— Records for this exercise —
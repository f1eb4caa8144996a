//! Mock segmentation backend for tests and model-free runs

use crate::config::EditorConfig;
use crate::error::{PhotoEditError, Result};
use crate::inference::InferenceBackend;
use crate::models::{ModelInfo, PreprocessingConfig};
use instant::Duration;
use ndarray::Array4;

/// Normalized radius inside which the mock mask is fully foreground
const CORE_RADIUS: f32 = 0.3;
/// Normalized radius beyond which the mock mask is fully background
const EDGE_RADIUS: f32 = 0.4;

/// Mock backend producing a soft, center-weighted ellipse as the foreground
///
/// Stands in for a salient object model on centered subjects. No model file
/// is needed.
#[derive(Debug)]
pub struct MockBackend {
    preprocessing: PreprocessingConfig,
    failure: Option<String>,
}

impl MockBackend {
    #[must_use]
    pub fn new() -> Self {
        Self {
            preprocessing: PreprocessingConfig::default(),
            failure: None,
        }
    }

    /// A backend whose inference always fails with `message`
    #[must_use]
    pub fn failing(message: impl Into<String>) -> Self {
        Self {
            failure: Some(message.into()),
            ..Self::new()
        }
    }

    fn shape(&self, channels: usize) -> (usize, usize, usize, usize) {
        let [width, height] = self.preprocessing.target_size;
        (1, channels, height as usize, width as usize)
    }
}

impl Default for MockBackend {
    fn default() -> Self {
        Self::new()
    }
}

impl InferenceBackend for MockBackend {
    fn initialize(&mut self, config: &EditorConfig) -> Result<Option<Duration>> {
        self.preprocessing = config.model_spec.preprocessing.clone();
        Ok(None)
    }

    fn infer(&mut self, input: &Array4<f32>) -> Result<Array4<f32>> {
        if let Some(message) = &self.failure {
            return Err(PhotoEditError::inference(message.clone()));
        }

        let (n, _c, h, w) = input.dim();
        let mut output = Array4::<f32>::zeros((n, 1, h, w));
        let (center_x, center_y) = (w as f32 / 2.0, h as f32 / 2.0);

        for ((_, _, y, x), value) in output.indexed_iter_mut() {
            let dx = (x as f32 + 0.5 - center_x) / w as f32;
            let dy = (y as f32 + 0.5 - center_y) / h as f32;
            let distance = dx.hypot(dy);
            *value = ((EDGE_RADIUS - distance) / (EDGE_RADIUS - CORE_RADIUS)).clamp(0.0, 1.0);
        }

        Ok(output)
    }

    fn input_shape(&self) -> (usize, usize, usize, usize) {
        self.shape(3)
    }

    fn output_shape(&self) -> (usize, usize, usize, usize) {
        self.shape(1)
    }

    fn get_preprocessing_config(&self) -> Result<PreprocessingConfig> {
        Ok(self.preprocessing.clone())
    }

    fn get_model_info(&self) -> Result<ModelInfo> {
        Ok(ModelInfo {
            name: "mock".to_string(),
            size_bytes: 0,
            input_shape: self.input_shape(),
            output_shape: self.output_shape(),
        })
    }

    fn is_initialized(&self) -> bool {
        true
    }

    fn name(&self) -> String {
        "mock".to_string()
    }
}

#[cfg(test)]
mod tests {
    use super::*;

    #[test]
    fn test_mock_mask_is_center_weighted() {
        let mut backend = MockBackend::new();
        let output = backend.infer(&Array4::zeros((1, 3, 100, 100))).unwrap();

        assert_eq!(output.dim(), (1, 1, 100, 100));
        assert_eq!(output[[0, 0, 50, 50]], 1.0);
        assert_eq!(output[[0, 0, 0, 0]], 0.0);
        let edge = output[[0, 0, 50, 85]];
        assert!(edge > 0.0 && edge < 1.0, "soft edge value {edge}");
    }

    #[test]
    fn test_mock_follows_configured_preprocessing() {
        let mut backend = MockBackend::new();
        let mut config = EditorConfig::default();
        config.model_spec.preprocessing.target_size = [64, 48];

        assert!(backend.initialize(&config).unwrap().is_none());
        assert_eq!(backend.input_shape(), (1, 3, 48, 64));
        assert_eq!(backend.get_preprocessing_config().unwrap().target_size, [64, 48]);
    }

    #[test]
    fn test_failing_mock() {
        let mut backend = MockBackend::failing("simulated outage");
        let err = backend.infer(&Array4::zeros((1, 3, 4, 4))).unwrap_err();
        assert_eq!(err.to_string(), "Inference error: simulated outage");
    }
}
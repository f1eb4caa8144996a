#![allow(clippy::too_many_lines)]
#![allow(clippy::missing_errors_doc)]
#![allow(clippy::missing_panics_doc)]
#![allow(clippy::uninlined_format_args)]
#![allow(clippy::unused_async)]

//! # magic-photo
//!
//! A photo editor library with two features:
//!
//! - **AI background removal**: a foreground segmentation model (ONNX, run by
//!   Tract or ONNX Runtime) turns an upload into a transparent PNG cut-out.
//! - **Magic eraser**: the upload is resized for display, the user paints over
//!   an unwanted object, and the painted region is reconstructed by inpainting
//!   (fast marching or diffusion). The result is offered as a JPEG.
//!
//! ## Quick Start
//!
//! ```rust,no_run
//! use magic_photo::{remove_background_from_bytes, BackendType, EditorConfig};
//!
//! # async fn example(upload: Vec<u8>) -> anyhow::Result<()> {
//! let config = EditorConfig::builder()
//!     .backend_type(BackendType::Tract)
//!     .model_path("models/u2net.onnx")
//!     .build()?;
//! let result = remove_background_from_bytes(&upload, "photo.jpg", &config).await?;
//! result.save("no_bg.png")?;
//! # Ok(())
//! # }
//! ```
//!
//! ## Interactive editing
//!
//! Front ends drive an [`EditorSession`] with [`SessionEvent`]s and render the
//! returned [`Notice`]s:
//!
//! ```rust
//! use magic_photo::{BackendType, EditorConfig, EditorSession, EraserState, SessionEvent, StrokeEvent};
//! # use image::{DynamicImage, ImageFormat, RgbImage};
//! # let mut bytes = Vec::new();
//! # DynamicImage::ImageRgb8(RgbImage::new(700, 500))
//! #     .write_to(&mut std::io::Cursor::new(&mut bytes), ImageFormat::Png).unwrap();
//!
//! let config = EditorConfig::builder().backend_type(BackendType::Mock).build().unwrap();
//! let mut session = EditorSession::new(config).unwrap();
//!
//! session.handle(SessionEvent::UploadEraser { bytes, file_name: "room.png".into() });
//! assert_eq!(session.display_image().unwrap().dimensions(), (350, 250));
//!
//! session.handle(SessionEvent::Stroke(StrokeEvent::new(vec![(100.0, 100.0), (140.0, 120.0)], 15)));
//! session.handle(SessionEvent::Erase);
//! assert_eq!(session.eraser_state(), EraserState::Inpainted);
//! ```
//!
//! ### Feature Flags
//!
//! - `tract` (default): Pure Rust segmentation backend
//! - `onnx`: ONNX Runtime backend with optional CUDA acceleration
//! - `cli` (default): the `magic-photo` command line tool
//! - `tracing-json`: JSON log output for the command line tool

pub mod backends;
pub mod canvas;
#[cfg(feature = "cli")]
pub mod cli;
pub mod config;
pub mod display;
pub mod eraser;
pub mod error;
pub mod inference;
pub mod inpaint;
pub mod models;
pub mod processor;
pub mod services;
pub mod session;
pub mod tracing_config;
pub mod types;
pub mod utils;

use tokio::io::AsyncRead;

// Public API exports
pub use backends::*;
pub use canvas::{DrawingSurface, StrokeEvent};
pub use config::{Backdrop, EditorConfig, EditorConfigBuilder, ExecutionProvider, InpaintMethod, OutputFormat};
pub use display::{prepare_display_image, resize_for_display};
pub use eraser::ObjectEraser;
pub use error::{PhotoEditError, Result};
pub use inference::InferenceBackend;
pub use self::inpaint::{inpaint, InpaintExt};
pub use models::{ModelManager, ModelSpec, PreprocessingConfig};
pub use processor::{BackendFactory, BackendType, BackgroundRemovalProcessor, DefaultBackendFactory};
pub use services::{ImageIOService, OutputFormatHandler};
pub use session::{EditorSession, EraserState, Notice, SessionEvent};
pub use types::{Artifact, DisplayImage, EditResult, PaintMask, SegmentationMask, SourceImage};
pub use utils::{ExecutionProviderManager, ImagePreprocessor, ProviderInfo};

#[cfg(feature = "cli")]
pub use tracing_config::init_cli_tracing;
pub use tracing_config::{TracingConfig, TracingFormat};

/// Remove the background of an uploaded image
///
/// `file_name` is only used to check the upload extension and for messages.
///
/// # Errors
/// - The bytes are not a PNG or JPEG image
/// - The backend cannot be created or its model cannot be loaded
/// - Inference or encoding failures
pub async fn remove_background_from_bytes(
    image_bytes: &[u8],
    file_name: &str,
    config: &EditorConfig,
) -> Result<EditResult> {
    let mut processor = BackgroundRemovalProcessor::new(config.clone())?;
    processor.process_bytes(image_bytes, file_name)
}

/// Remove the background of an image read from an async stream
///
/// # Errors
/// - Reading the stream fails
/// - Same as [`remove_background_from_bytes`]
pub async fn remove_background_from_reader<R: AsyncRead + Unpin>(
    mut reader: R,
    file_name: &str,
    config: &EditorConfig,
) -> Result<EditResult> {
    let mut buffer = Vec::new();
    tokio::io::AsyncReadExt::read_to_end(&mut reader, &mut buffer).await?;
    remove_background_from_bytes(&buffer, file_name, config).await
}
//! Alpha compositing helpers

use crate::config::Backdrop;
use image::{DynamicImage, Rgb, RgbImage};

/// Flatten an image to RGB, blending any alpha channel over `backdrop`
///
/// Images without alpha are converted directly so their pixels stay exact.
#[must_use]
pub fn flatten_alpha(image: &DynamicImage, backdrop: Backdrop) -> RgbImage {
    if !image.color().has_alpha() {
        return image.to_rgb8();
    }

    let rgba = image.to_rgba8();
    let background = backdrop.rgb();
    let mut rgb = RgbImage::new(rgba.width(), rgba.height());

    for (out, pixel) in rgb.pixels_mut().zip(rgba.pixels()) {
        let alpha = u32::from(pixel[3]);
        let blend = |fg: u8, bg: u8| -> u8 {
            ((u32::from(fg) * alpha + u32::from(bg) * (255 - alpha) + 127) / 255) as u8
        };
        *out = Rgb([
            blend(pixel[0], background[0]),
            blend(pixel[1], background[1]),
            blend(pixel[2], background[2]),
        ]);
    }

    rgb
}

— Work instruction —
Take the listing above and repeat exactly the lines from the one containing "is fully background" through the one containing "#[derive(Debug)]", both included.

— Response below —
/// Normalized radius beyond which the mock mask is fully background
const EDGE_RADIUS: f32 = 0.4;

/// Mock backend producing a soft, center-weighted ellipse as the foreground
///
/// Stands in for a salient object model on centered subjects. No model file
/// is needed.
#[derive(Debug)]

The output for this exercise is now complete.